**WHAT TO PRODUCE**.
The expected answer holds every line from the first line of the data below through the line containing "processors: processors", exactly as written, and no other line.
** THE DATA follows **
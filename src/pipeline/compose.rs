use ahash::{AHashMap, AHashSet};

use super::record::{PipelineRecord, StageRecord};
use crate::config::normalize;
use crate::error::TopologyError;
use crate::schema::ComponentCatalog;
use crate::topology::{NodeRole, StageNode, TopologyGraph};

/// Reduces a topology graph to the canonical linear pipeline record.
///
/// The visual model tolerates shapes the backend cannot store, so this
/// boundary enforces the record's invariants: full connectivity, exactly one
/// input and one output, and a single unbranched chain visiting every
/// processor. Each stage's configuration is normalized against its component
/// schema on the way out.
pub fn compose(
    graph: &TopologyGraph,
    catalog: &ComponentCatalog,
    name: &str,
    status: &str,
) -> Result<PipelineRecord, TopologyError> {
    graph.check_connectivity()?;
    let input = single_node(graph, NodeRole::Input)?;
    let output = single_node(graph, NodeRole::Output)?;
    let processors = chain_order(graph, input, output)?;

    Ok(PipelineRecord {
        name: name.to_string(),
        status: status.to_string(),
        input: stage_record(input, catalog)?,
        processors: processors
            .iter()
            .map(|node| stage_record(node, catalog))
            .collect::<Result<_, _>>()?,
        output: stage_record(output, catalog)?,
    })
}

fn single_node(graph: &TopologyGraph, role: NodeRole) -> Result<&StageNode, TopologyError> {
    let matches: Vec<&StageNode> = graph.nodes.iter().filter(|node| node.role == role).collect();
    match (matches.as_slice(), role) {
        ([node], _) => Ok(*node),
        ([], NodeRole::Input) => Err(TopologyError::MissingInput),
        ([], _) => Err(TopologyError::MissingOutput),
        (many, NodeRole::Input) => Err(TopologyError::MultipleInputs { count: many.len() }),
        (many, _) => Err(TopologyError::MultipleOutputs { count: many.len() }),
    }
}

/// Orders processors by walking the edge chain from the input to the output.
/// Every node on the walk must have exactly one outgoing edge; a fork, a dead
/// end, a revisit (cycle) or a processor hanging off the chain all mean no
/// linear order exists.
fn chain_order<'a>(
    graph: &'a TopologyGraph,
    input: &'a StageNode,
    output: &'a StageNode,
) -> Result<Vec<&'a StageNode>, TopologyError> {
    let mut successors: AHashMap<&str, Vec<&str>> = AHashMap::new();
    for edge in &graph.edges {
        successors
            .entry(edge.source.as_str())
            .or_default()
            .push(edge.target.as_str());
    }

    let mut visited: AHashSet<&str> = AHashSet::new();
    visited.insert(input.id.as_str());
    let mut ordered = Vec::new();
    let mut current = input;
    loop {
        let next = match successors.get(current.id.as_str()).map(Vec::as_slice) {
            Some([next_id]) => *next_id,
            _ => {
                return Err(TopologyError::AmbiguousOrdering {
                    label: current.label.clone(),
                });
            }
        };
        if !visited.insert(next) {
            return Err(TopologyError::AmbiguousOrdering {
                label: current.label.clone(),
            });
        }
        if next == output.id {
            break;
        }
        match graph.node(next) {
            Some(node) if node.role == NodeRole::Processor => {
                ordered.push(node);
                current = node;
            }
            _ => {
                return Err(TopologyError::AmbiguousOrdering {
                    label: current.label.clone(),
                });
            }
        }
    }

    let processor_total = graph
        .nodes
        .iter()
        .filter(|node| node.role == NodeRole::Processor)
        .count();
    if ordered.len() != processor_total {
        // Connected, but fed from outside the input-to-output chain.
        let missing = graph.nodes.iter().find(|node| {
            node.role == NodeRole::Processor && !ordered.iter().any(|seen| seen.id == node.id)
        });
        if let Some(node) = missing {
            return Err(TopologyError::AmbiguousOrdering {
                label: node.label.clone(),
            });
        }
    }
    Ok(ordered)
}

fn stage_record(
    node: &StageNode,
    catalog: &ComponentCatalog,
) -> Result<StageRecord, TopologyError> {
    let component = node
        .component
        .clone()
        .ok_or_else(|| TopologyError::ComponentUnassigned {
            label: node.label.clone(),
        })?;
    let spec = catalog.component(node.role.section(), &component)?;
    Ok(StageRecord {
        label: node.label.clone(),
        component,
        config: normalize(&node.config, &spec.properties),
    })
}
** End of THE DATA **
**RESULT FOR THIS EXERCISE**.
filename src/pipeline/compose.rs
use ahash::{AHashMap, AHashSet};

use super::record::{PipelineRecord, StageRecord};
use crate::config::normalize;
use crate::error::TopologyError;
use crate::schema::ComponentCatalog;
use crate::topology::{NodeRole, StageNode, TopologyGraph};

/// Reduces a topology graph to the canonical linear pipeline record.
///
/// The visual model tolerates shapes the backend cannot store, so this
/// boundary enforces the record's invariants: full connectivity, exactly one
/// input and one output, and a single unbranched chain visiting every
/// processor. Each stage's configuration is normalized against its component
/// schema on the way out.
pub fn compose(
    graph: &TopologyGraph,
    catalog: &ComponentCatalog,
    name: &str,
    status: &str,
) -> Result<PipelineRecord, TopologyError> {
    graph.check_connectivity()?;
    let input = single_node(graph, NodeRole::Input)?;
    let output = single_node(graph, NodeRole::Output)?;
    let processors = chain_order(graph, input, output)?;

    Ok(PipelineRecord {
        name: name.to_string(),
        status: status.to_string(),
        input: stage_record(input, catalog)?,
        processors: processors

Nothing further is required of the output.